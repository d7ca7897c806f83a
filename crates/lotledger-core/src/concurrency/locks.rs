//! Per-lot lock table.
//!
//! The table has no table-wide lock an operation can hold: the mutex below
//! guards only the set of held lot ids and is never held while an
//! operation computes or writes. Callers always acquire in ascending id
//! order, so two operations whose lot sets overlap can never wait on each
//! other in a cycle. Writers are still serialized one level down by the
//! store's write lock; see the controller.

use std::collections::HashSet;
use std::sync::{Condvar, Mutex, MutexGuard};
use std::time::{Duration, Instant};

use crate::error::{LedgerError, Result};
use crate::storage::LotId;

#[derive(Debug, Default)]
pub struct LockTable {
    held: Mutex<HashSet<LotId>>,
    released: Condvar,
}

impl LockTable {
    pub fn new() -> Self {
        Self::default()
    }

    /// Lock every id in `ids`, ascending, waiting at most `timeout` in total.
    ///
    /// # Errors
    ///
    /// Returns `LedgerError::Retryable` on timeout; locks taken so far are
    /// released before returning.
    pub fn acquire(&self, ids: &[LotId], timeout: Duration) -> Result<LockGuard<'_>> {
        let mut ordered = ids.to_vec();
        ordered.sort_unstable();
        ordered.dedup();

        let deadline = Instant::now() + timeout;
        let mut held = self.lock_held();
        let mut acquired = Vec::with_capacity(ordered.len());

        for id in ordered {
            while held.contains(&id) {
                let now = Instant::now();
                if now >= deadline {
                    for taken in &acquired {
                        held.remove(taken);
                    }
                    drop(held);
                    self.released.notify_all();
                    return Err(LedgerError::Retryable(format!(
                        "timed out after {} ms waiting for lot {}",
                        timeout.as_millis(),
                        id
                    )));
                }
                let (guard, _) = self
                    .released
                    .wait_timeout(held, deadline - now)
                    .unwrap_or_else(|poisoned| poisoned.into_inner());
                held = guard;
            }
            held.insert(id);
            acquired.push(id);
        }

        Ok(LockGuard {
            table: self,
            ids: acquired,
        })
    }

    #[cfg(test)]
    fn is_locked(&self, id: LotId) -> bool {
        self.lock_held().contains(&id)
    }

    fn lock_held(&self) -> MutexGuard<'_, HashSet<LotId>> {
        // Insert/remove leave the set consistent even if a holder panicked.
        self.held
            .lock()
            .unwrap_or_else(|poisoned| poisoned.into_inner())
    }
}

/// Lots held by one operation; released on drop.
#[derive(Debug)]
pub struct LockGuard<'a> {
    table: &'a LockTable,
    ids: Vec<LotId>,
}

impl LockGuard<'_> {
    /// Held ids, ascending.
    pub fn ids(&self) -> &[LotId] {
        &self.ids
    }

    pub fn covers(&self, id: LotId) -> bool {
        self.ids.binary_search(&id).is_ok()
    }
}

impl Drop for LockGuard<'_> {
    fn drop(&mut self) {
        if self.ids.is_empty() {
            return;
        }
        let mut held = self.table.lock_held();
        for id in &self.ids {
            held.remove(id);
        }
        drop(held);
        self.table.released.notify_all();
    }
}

++++++++++++++++++++

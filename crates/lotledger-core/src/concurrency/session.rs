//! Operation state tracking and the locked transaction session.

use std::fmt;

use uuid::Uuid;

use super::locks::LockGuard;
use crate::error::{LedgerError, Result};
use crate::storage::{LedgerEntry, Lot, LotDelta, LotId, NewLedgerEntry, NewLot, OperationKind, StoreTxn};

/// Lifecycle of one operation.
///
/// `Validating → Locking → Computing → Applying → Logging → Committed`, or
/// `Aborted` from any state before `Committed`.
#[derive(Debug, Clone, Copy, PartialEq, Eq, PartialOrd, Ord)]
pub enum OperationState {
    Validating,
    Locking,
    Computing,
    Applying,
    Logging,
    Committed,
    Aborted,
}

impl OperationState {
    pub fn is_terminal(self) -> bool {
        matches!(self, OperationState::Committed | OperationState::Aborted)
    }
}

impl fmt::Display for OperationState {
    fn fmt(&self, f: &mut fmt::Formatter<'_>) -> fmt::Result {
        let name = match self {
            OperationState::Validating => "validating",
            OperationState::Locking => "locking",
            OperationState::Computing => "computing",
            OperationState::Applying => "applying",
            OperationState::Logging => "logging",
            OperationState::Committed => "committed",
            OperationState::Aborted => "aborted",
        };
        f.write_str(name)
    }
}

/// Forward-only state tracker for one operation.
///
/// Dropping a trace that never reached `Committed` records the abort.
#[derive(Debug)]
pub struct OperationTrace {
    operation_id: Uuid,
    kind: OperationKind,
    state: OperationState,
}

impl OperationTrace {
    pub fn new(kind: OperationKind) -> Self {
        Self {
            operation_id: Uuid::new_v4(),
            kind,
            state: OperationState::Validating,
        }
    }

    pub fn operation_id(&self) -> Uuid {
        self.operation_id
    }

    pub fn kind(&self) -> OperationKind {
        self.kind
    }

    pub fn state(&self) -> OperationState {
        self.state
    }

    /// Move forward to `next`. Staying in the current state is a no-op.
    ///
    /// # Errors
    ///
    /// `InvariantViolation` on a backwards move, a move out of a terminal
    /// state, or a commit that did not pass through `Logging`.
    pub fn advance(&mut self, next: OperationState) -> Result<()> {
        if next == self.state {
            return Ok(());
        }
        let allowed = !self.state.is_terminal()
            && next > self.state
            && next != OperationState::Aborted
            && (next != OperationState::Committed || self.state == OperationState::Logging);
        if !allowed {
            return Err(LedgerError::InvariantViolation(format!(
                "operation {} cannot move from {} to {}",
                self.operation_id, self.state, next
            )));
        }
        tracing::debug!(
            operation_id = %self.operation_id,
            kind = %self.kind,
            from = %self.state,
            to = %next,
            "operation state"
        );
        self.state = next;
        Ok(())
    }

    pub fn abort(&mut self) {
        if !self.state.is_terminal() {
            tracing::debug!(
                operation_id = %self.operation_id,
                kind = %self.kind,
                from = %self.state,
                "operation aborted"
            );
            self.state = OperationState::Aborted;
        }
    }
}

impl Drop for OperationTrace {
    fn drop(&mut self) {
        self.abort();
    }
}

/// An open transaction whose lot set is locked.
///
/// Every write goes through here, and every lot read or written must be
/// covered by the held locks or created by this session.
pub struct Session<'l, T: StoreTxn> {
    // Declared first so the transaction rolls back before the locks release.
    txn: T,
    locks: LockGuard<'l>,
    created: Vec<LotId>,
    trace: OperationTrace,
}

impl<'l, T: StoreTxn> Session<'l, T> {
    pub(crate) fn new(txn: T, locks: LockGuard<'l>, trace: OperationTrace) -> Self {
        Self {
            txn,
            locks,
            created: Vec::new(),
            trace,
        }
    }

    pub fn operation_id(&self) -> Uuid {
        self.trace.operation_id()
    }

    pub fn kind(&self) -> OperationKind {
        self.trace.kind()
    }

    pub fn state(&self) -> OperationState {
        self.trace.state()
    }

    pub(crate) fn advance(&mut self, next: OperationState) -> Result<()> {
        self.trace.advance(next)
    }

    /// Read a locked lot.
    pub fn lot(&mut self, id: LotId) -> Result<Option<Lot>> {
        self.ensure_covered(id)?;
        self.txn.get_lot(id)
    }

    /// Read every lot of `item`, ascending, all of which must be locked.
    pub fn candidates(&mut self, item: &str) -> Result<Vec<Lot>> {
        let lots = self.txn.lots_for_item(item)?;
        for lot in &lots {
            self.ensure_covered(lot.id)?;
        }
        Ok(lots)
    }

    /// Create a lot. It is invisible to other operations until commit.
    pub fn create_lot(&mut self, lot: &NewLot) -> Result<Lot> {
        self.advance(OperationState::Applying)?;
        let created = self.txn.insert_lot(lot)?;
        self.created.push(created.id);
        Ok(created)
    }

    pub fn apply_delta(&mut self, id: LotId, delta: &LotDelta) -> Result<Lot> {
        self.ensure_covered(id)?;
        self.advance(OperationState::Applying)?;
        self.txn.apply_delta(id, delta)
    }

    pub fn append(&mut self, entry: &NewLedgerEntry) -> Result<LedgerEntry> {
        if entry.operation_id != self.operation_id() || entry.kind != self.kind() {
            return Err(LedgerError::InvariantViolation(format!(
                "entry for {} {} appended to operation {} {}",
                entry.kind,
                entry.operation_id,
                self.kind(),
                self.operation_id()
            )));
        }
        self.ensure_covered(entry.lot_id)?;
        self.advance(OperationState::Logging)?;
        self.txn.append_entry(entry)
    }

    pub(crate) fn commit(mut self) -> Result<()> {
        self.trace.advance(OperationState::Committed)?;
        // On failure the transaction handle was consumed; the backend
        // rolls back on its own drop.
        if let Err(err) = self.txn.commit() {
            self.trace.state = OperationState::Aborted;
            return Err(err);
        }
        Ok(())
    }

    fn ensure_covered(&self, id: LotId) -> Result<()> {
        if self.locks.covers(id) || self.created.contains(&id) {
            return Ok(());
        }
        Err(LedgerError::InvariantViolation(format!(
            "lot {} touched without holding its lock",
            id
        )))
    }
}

++++++++++++++++++++

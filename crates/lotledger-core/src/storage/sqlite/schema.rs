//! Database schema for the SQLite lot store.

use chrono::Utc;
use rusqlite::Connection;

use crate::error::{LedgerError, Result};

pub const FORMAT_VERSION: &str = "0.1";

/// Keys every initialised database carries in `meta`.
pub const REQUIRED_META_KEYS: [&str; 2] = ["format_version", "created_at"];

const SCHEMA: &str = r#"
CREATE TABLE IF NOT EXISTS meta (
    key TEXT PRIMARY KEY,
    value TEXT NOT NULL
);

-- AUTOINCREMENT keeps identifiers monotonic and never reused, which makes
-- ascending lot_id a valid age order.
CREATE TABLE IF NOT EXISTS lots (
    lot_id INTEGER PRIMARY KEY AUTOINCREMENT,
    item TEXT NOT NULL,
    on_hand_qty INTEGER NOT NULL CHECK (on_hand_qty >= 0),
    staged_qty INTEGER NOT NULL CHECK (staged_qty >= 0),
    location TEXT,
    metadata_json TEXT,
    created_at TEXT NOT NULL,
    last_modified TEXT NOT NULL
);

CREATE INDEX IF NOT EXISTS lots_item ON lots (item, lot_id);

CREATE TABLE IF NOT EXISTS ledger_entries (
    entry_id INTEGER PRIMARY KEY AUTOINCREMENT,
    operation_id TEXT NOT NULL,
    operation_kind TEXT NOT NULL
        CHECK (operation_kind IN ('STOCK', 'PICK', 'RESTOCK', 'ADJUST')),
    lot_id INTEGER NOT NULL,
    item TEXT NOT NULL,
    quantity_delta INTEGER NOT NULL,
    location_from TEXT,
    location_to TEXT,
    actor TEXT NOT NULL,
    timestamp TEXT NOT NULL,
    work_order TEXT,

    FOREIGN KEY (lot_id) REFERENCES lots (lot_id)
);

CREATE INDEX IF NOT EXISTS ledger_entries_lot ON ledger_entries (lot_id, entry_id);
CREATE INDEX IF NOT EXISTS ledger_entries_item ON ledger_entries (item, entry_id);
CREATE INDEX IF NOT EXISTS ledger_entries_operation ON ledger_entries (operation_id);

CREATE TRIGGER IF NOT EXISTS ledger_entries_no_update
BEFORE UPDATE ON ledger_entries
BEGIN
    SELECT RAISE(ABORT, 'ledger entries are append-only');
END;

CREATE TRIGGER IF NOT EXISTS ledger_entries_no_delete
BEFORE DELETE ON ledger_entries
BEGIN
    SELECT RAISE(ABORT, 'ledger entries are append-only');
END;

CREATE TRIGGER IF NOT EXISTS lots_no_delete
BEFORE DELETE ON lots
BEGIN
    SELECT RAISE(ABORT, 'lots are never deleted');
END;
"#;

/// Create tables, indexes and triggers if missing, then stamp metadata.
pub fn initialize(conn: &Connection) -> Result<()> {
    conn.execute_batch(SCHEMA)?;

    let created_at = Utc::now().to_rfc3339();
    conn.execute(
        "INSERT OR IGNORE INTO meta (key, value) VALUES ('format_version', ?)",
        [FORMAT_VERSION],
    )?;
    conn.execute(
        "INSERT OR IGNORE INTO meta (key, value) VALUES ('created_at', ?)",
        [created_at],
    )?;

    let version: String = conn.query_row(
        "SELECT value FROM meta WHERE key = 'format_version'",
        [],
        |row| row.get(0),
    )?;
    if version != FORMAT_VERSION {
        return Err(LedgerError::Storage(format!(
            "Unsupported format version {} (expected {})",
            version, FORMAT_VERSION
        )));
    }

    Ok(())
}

++++++++++++++++++++

§ WHAT IS EXPECTED:
What you return must be the lines above that run from the line with "value TEXT NOT NULL" to the line with "CREATE TRIGGER IF NOT EXISTS ledger_entries_no_update", inclusive, each copied exactly.

§ SOLUTION TO THIS PROBLEM:
    value TEXT NOT NULL
);

-- AUTOINCREMENT keeps identifiers monotonic and never reused, which makes
-- ascending lot_id a valid age order.
CREATE TABLE IF NOT EXISTS lots (
    lot_id INTEGER PRIMARY KEY AUTOINCREMENT,
    item TEXT NOT NULL,
    on_hand_qty INTEGER NOT NULL CHECK (on_hand_qty >= 0),
    staged_qty INTEGER NOT NULL CHECK (staged_qty >= 0),
    location TEXT,
    metadata_json TEXT,
    created_at TEXT NOT NULL,
    last_modified TEXT NOT NULL
);

CREATE INDEX IF NOT EXISTS lots_item ON lots (item, lot_id);

CREATE TABLE IF NOT EXISTS ledger_entries (
    entry_id INTEGER PRIMARY KEY AUTOINCREMENT,
    operation_id TEXT NOT NULL,
    operation_kind TEXT NOT NULL
        CHECK (operation_kind IN ('STOCK', 'PICK', 'RESTOCK', 'ADJUST')),
    lot_id INTEGER NOT NULL,
    item TEXT NOT NULL,
    quantity_delta INTEGER NOT NULL,
    location_from TEXT,
    location_to TEXT,
    actor TEXT NOT NULL,
    timestamp TEXT NOT NULL,
    work_order TEXT,

    FOREIGN KEY (lot_id) REFERENCES lots (lot_id)
);

CREATE INDEX IF NOT EXISTS ledger_entries_lot ON ledger_entries (lot_id, entry_id);
CREATE INDEX IF NOT EXISTS ledger_entries_item ON ledger_entries (item, entry_id);
CREATE INDEX IF NOT EXISTS ledger_entries_operation ON ledger_entries (operation_id);

CREATE TRIGGER IF NOT EXISTS ledger_entries_no_update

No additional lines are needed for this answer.